WHAT YOU HAVE TO DO: Write out again the entries from the first line to the line that includes "pub mod elb;", keeping both of those lines.

MATERIAL SUPPLIED:
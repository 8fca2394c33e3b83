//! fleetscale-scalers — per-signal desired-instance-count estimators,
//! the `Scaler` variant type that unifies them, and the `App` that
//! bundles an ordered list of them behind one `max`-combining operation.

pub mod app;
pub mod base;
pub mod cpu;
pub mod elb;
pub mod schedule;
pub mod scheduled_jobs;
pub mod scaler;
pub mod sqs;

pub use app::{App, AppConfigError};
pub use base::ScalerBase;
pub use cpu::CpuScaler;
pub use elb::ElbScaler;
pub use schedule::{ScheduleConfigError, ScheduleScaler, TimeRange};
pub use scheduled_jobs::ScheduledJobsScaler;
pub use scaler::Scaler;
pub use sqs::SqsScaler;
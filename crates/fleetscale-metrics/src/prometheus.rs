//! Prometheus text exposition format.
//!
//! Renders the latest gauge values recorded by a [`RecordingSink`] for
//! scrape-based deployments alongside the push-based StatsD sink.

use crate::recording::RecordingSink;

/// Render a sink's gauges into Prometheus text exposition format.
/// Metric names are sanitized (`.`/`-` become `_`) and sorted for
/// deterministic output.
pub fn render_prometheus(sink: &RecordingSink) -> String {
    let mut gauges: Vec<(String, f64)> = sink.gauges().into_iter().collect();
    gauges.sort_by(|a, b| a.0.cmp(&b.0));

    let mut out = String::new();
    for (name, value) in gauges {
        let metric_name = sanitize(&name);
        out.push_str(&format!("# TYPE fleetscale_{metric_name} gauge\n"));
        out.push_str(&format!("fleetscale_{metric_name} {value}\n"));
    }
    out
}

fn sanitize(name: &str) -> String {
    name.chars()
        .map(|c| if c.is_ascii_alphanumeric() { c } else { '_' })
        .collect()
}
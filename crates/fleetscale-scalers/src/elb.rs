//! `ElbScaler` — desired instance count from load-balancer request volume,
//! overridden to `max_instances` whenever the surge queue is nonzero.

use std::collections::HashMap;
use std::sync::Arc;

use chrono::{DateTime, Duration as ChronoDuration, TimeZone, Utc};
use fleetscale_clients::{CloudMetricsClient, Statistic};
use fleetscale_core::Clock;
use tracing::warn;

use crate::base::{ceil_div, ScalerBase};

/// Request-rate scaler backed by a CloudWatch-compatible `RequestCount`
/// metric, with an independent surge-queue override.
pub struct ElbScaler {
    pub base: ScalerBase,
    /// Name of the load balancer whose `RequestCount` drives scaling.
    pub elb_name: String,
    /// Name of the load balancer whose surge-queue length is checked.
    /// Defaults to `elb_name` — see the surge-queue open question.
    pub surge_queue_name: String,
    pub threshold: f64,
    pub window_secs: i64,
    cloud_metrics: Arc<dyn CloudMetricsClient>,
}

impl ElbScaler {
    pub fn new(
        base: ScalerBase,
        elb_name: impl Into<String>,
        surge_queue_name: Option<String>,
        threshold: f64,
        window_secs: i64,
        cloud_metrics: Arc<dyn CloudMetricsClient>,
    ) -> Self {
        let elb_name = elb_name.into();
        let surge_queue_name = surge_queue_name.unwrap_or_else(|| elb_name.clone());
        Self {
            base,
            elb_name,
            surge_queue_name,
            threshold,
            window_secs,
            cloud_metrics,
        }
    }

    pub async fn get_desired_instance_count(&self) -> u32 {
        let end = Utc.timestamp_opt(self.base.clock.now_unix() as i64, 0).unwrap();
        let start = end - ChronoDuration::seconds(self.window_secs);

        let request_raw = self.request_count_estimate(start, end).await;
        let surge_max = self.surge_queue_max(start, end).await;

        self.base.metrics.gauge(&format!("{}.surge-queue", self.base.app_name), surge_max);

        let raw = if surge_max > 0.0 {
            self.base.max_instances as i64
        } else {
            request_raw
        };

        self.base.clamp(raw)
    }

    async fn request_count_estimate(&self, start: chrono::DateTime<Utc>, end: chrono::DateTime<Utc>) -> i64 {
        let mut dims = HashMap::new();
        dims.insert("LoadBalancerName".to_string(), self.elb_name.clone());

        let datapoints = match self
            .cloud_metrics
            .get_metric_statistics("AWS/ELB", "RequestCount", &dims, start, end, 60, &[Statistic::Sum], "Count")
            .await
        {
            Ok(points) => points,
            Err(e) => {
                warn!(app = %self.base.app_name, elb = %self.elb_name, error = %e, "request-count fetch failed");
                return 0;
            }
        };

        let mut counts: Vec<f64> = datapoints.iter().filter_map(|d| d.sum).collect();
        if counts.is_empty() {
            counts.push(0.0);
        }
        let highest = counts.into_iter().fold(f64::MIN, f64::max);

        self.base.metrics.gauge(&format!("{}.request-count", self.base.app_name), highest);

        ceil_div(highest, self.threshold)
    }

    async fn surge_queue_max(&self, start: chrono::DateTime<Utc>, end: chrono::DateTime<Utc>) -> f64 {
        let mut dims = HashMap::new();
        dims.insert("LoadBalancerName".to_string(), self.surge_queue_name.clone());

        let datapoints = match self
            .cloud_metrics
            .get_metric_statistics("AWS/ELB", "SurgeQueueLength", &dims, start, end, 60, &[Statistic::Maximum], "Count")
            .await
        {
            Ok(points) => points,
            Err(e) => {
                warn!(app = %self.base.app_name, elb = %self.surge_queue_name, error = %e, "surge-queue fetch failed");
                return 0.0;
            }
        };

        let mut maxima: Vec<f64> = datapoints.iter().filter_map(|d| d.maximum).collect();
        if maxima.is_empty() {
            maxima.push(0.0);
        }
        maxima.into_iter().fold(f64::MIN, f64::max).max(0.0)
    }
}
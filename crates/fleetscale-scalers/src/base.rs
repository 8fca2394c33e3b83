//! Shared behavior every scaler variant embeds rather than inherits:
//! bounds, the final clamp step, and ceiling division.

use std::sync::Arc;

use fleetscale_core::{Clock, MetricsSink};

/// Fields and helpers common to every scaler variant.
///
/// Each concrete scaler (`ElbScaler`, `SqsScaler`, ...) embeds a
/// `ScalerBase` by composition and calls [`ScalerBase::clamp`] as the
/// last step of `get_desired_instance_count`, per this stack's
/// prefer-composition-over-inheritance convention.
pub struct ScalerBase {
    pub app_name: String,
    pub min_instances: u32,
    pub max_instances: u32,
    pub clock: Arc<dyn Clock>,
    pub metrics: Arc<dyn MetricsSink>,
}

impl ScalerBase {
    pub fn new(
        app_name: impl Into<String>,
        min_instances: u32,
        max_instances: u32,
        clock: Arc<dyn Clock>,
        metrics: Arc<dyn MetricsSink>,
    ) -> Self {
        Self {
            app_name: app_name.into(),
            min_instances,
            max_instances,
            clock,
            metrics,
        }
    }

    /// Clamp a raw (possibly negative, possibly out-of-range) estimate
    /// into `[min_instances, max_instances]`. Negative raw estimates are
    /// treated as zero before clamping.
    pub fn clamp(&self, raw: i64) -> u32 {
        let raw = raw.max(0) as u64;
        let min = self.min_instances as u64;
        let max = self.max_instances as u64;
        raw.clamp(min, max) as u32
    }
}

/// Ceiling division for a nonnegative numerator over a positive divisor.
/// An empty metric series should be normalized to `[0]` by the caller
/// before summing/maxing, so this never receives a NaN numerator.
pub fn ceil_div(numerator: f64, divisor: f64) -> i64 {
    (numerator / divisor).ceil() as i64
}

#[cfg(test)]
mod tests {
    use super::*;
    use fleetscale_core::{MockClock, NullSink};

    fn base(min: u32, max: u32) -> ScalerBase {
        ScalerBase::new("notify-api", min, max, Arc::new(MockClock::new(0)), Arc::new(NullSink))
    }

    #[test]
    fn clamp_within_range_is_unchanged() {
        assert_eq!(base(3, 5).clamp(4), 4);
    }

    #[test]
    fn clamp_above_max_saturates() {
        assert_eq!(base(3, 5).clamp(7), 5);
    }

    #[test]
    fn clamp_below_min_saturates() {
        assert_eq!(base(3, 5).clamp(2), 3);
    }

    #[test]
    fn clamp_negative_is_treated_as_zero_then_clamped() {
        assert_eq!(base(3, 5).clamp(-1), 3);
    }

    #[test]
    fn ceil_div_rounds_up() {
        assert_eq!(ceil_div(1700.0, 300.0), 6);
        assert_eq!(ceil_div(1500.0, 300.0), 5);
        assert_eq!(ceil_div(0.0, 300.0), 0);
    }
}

SOLUTION:
repository 8fca2394c33e3b83
//! fleetscale-scalers — per-signal desired-instance-count estimators,
//! the `Scaler` variant type that unifies them, and the `App` that
//! bundles an ordered list of them behind one `max`-combining operation.

pub mod app;
pub mod base;
pub mod cpu;
pub mod elb;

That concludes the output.